### EXERCISE DIRECTIONS
Each line from the beginning of the data below through the line containing "a known stat." should be repeated exactly, please.

DATA PROVIDED Block Start

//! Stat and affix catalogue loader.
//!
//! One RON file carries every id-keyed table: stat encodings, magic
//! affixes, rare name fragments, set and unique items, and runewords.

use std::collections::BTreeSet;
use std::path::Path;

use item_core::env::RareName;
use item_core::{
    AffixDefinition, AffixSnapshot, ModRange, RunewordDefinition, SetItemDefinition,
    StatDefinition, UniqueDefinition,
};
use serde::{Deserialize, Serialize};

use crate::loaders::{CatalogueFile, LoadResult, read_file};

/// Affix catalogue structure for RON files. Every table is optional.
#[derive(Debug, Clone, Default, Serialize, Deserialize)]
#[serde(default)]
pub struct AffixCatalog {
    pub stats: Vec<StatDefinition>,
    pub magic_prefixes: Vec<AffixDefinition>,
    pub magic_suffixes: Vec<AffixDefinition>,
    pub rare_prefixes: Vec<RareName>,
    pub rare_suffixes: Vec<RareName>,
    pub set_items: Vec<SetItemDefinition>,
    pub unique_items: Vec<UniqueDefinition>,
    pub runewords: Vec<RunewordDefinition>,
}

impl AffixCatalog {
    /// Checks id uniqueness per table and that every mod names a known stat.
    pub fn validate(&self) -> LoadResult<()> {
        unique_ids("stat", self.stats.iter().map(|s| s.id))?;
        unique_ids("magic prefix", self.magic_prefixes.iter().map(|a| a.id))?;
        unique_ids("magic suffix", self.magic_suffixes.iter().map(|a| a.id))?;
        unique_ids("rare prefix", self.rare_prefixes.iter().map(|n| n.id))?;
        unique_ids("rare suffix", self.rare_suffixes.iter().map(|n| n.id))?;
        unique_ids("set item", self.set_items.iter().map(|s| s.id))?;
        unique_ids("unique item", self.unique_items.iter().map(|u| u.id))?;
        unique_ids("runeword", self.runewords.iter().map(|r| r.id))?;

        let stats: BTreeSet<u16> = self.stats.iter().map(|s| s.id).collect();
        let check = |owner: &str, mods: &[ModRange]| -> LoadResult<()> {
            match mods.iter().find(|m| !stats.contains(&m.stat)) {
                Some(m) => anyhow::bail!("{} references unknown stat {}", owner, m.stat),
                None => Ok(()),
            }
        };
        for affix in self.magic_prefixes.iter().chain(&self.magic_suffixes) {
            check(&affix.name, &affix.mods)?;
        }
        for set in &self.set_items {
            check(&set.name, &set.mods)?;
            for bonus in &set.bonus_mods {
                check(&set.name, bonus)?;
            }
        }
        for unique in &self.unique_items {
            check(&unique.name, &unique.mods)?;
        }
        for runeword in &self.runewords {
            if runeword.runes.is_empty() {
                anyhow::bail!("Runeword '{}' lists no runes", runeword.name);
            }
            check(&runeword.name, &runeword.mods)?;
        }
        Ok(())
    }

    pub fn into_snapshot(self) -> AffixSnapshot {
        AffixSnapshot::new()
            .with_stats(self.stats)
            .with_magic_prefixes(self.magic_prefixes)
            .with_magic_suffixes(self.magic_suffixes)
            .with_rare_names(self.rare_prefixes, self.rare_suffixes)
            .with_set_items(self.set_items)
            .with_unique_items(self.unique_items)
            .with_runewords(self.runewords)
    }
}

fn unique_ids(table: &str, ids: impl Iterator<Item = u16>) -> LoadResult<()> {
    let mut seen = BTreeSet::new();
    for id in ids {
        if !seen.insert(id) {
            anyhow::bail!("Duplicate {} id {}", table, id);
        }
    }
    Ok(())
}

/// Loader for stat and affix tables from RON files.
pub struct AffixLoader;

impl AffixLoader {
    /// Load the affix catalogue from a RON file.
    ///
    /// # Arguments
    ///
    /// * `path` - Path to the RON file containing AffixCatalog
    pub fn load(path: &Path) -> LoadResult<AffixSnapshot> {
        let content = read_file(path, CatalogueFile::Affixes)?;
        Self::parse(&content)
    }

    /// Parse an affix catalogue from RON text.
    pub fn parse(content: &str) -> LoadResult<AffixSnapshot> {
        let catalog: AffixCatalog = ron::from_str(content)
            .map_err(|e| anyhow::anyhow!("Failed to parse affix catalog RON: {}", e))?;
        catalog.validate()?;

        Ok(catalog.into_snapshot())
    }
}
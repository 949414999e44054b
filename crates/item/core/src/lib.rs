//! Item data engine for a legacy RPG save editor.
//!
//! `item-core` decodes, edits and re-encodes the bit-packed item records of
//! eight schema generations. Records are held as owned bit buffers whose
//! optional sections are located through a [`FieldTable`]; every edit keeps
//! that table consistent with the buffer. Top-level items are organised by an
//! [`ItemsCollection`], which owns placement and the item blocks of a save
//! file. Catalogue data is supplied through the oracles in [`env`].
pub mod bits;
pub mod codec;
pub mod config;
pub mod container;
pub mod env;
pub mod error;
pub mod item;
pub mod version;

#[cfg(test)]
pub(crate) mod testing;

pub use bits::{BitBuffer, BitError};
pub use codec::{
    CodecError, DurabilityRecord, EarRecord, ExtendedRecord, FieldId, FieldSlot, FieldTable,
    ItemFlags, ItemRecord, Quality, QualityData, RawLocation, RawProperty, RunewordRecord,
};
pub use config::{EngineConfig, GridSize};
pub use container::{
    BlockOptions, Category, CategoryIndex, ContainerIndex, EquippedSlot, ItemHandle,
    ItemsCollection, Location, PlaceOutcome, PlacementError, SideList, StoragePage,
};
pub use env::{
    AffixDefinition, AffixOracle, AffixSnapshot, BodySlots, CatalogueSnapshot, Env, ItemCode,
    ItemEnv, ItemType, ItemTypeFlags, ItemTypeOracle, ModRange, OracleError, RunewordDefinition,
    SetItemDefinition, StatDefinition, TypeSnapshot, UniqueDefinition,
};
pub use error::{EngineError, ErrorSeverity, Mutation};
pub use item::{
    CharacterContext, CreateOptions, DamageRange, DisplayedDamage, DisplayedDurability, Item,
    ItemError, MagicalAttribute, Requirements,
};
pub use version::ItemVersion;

DATA PROVIDED Block End

### SOLUTION TO THIS PROBLEM
//! Stat and affix catalogue loader.
//!
//! One RON file carries every id-keyed table: stat encodings, magic
//! affixes, rare name fragments, set and unique items, and runewords.

use std::collections::BTreeSet;
use std::path::Path;

use item_core::env::RareName;
use item_core::{
    AffixDefinition, AffixSnapshot, ModRange, RunewordDefinition, SetItemDefinition,
    StatDefinition, UniqueDefinition,
};
use serde::{Deserialize, Serialize};

use crate::loaders::{CatalogueFile, LoadResult, read_file};

/// Affix catalogue structure for RON files. Every table is optional.
#[derive(Debug, Clone, Default, Serialize, Deserialize)]
#[serde(default)]
pub struct AffixCatalog {
    pub stats: Vec<StatDefinition>,
    pub magic_prefixes: Vec<AffixDefinition>,
    pub magic_suffixes: Vec<AffixDefinition>,
    pub rare_prefixes: Vec<RareName>,
    pub rare_suffixes: Vec<RareName>,
    pub set_items: Vec<SetItemDefinition>,
    pub unique_items: Vec<UniqueDefinition>,
    pub runewords: Vec<RunewordDefinition>,
}

impl AffixCatalog {
    /// Checks id uniqueness per table and that every mod names a known stat.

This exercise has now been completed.